The Golden Rule has always been the driving force at Knauz, a local automotive company celebrating its 80th anniversary this year.
CEO William Madden, who 14 years ago took over running the company started by his wife Kim’s grandparents in 1934, even had six-inch golden rulers made to distribute to all employees and new hires.
“I wanted something simple that reminds everybody every day that this is what we’re all about,” Madden said.
Treating others how you want to be treated extends to employees as well as customers. And it’s a lesson Madden practices himself.
The bow-tied CEO walks the 30-acre Knauz Auto Park, located at 407 Skokie Valley Highway in Lake Bluff since 2001, and its BMW, Hyundai, Land Rover and Mercedes-Benz “stores” daily, greeting every employee he meets on his rounds by name and reinforcing the company’s message.
“It’s only 300 names. Shame on me if I can’t remember them,” Madden said.
In an industry where other businesses have come and gone, Knauz remains a strong presence on the North Shore. Madden credits the company’s adherence to The Golden Rule as the “secret” to the company’s success.
“This is still a very personal business. It’s one car at a time, whether you’re selling it or you’re fixing it,” he said.
Treating others as you want to be treated is reinforced in weekly and monthly meetings with staff.
“It’s part of our heritage,” he said. “I just don’t know that it’s been a part of other companies’ cultures as it has been here from the beginning.”
The company was started in 1934 by Kim’s grandfather, Karl Knauz. He was a chauffeur for a wealthy family in Lake Forest. His wife was a cook. They both emigrated to the U.S. from Germany.
“In the depths of the Depression, they decided to risk their entire savings to open up a gas station and that’s how the company got started in 1934 on Western Avenue in Lake Forest,” Madden said.
The popular couple drew in business from all the estates and eventually expanded with auto sales. The first franchises were Chrysler, DeSoto and Plymouth, followed by Volvo, Alfa Romeo and Peugeot.
In 1959, Knauz became a Mercedes-Benz dealer and added Land Rover in 1961, until the company pulled out of the U.S. In 1971, BMW was added and Land Rover returned in 1985. Tapping into a new market, Madden added MINI Cooper in 2000 and Hyundai in 2009.
“I thought they would be a natural addition to our company. This way new customers can get started with us and learn about our capabilities,” Madden said.
In the last six months Knauz added a Sprinter franchise, a subsidiary of Mercedes-Benz that makes commercial vans.
While technology has taken the automotive world beyond the imaginings of Karl Knauz in 1934, the company’s steady adherence to The Golden Rule has not wavered — and appears to be working.
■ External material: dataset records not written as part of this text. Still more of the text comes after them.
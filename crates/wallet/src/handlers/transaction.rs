//! Transaction submission: `eth_sendTransaction`.

use crate::{
    error::{Result, WalletError},
    handlers::WalletHandler,
    submit::TransactionSubmitter,
};
use alloy_rpc_types::TransactionRequest;
use async_trait::async_trait;
use headless_wallet_rpc::RpcRequest;
use serde_json::{Value, json};
use std::sync::Arc;

/// Hands the request's transaction object to the submission capability bound
/// at construction time. Submission failures are reported to the caller, never
/// swallowed.
pub struct TransactionHandler {
    submitter: Arc<dyn TransactionSubmitter>,
}

impl TransactionHandler {
    pub fn new(submitter: Arc<dyn TransactionSubmitter>) -> Self {
        Self { submitter }
    }

    async fn send_transaction(&self, request: &RpcRequest) -> Result<Value> {
        let param = request.param(0).ok_or_else(|| {
            WalletError::InvalidParams(
                "eth_sendTransaction expects a transaction object as its first parameter"
                    .to_string(),
            )
        })?;
        let tx: TransactionRequest = serde_json::from_value(param.clone()).map_err(|err| {
            WalletError::InvalidParams(format!("malformed transaction request: {err}"))
        })?;

        let hash = self.submitter.submit(tx).await?;
        Ok(json!(hash))
    }
}

#[async_trait]
impl WalletHandler for TransactionHandler {
    async fn handle(&self, request: &RpcRequest) -> Option<Result<Value>> {
        match request.method.as_str() {
            "eth_sendTransaction" => Some(self.send_transaction(request).await),
            _ => None,
        }
    }
}
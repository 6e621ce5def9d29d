//! Forwards anything the wallet does not resolve locally to the active
//! chain's live endpoint.

use crate::{
    chain::ChainRegistry,
    error::Result,
    handlers::WalletHandler,
    transport::{TransportError, TransportFactory},
};
use async_trait::async_trait;
use headless_wallet_rpc::RpcRequest;
use serde_json::Value;
use std::sync::Arc;
use tracing::warn;

/// Keeps full protocol coverage for read-only queries without reimplementing
/// them: the request goes out verbatim and the endpoint's answer comes back
/// unchanged, including JSON-RPC error objects.
///
/// When no transport can carry the request the handler delegates, so the
/// terminal handler reports the method as unsupported.
pub struct PassthroughHandler {
    registry: Arc<ChainRegistry>,
    transports: Arc<dyn TransportFactory>,
}

impl PassthroughHandler {
    pub fn new(registry: Arc<ChainRegistry>, transports: Arc<dyn TransportFactory>) -> Self {
        Self { registry, transports }
    }
}

#[async_trait]
impl WalletHandler for PassthroughHandler {
    async fn handle(&self, request: &RpcRequest) -> Option<Result<Value>> {
        let chain = self.registry.active();
        let transport = match self.transports.for_chain(&chain) {
            Ok(transport) => transport,
            Err(err) => {
                warn!(
                    target: "wallet::passthrough",
                    method = %request.method, %err, "no usable transport for active chain"
                );
                return None;
            }
        };

        match transport.request(&request.method, request.params.clone()).await {
            Ok(value) => Some(Ok(value)),
            // the endpoint answered; its error is the response
            Err(err @ TransportError::Rpc(_)) => Some(Err(err.into())),
            Err(err) => {
                warn!(
                    target: "wallet::passthrough",
                    method = %request.method, %err, "transport failed to carry request"
                );
                None
            }
        }
    }
}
“In the service department in each one of our stores, we track retention. Our retention rate on cars we have sold is over 100 percent,” he said. “What that tells me is we are taking service business away from competitors. Even if they bought their vehicle someplace else, we’re servicing it.”
Reaching this milestone is something the company takes seriously.
“We’re very mindful and very humble about having been responsible for taking care of people and their cars for 80 years. It’s very important to us as a family,” he said.
To help celebrate eight decades in business, Knauz has been hosting concerts on Saturdays at the Auto Park.
“Come bring your picnic lunch and listen to the music,” Madden said.
The last of the five concerts is scheduled on Saturday, Sept. 20. From 10 a.m. to noon,102.3XLC will broadcast live from MINI, and from noon to 3 p.m., Flashback 45, an oldies band, will play hits from the ‘50s, ‘60s and ‘70s.
Save-A-Pet also will be on hand with adoptable dogs and cats. Refreshments will be available.
Anyone who has a specialty or classic cars is invited to display it in the parking lot during the concert.